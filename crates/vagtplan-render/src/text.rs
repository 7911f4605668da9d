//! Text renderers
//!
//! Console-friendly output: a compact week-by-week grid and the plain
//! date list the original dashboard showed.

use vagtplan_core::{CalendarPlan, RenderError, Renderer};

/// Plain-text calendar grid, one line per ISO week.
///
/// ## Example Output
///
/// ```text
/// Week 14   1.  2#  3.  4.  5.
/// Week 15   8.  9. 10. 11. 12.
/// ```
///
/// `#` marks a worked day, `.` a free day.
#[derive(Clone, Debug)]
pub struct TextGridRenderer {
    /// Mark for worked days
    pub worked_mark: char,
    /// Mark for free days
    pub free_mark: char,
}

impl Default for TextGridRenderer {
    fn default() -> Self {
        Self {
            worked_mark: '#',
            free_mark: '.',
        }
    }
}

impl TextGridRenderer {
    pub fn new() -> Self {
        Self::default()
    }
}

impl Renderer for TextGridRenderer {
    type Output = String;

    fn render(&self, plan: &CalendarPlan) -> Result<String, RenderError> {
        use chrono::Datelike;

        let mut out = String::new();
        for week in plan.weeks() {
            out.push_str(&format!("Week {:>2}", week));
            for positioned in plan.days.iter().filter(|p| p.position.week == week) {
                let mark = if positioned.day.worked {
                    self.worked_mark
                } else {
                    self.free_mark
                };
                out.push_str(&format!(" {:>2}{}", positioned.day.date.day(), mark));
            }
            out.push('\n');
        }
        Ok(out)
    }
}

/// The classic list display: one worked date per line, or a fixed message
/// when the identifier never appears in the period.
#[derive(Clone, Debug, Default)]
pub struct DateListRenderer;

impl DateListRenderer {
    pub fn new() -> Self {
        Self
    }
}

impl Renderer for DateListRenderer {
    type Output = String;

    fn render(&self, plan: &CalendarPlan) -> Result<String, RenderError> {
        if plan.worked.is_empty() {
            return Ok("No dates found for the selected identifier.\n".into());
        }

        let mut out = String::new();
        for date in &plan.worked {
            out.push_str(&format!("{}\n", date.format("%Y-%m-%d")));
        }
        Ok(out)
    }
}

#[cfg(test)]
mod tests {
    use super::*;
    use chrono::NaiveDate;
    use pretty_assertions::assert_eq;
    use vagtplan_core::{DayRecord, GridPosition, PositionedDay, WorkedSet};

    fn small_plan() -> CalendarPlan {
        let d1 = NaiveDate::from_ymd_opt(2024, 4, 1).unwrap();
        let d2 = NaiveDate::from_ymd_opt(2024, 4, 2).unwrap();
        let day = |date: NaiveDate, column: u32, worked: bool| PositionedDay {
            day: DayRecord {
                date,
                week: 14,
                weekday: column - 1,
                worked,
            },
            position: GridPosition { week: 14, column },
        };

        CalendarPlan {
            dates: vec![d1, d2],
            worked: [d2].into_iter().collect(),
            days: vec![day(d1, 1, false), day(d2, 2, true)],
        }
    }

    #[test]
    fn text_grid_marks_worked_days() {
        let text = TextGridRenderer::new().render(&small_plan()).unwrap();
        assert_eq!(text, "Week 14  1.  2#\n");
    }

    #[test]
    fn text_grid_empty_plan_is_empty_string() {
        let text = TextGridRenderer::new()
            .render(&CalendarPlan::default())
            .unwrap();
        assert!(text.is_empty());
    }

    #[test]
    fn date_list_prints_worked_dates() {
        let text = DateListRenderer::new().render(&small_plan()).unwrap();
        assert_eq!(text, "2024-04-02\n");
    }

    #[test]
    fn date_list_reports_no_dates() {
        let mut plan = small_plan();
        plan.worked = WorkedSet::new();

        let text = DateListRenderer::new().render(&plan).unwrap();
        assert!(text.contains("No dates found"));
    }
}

▶ ASSIGNED TASK
All records shown above are to be repeated exactly.

▶ WORKED SOLUTION
filename crates/vagtplan-render/src/text.rs
repository 7911f4605668da9d
//! Text renderers
//!
//! Console-friendly output: a compact week-by-week grid and the plain
//! date list the original dashboard showed.

use vagtplan_core::{CalendarPlan, RenderError, Renderer};

/// Plain-text calendar grid, one line per ISO week.
///
/// ## Example Output
///
/// ```text
/// Week 14   1.  2#  3.  4.  5.
/// Week 15   8.  9. 10. 11. 12.
/// ```
///
/// `#` marks a worked day, `.` a free day.
#[derive(Clone, Debug)]
pub struct TextGridRenderer {
    /// Mark for worked days
    pub worked_mark: char,
    /// Mark for free days
    pub free_mark: char,
}

impl Default for TextGridRenderer {
    fn default() -> Self {
        Self {
            worked_mark: '#',
            free_mark: '.',
        }
    }
}

impl TextGridRenderer {
    pub fn new() -> Self {
        Self::default()
    }
}

impl Renderer for TextGridRenderer {
    type Output = String;

    fn render(&self, plan: &CalendarPlan) -> Result<String, RenderError> {
        use chrono::Datelike;

        let mut out = String::new();
        for week in plan.weeks() {
            out.push_str(&format!("Week {:>2}", week));
            for positioned in plan.days.iter().filter(|p| p.position.week == week) {
                let mark = if positioned.day.worked {
                    self.worked_mark
                } else {
                    self.free_mark
                };
                out.push_str(&format!(" {:>2}{}", positioned.day.date.day(), mark));
            }
            out.push('\n');
        }
        Ok(out)
    }
}

/// The classic list display: one worked date per line, or a fixed message
/// when the identifier never appears in the period.
#[derive(Clone, Debug, Default)]
pub struct DateListRenderer;

impl DateListRenderer {
    pub fn new() -> Self {
        Self
    }
}

impl Renderer for DateListRenderer {
    type Output = String;

    fn render(&self, plan: &CalendarPlan) -> Result<String, RenderError> {
        if plan.worked.is_empty() {
            return Ok("No dates found for the selected identifier.\n".into());
        }

        let mut out = String::new();
        for date in &plan.worked {
            out.push_str(&format!("{}\n", date.format("%Y-%m-%d")));
        }
        Ok(out)
    }
}

#[cfg(test)]
mod tests {
    use super::*;
    use chrono::NaiveDate;
    use pretty_assertions::assert_eq;
    use vagtplan_core::{DayRecord, GridPosition, PositionedDay, WorkedSet};

    fn small_plan() -> CalendarPlan {
        let d1 = NaiveDate::from_ymd_opt(2024, 4, 1).unwrap();
        let d2 = NaiveDate::from_ymd_opt(2024, 4, 2).unwrap();
        let day = |date: NaiveDate, column: u32, worked: bool| PositionedDay {
            day: DayRecord {
                date,
                week: 14,
                weekday: column - 1,
                worked,
            },
            position: GridPosition { week: 14, column },
        };

        CalendarPlan {
            dates: vec![d1, d2],
            worked: [d2].into_iter().collect(),
            days: vec![day(d1, 1, false), day(d2, 2, true)],
        }
    }

    #[test]
    fn text_grid_marks_worked_days() {
        let text = TextGridRenderer::new().render(&small_plan()).unwrap();
        assert_eq!(text, "Week 14  1.  2#\n");
    }

    #[test]
    fn text_grid_empty_plan_is_empty_string() {
        let text = TextGridRenderer::new()
            .render(&CalendarPlan::default())
            .unwrap();
        assert!(text.is_empty());
    }

    #[test]
    fn date_list_prints_worked_dates() {
        let text = DateListRenderer::new().render(&small_plan()).unwrap();
        assert_eq!(text, "2024-04-02\n");
    }

    #[test]
    fn date_list_reports_no_dates() {
        let mut plan = small_plan();
        plan.worked = WorkedSet::new();

        let text = DateListRenderer::new().render(&plan).unwrap();
        assert!(text.contains("No dates found"));
    }
}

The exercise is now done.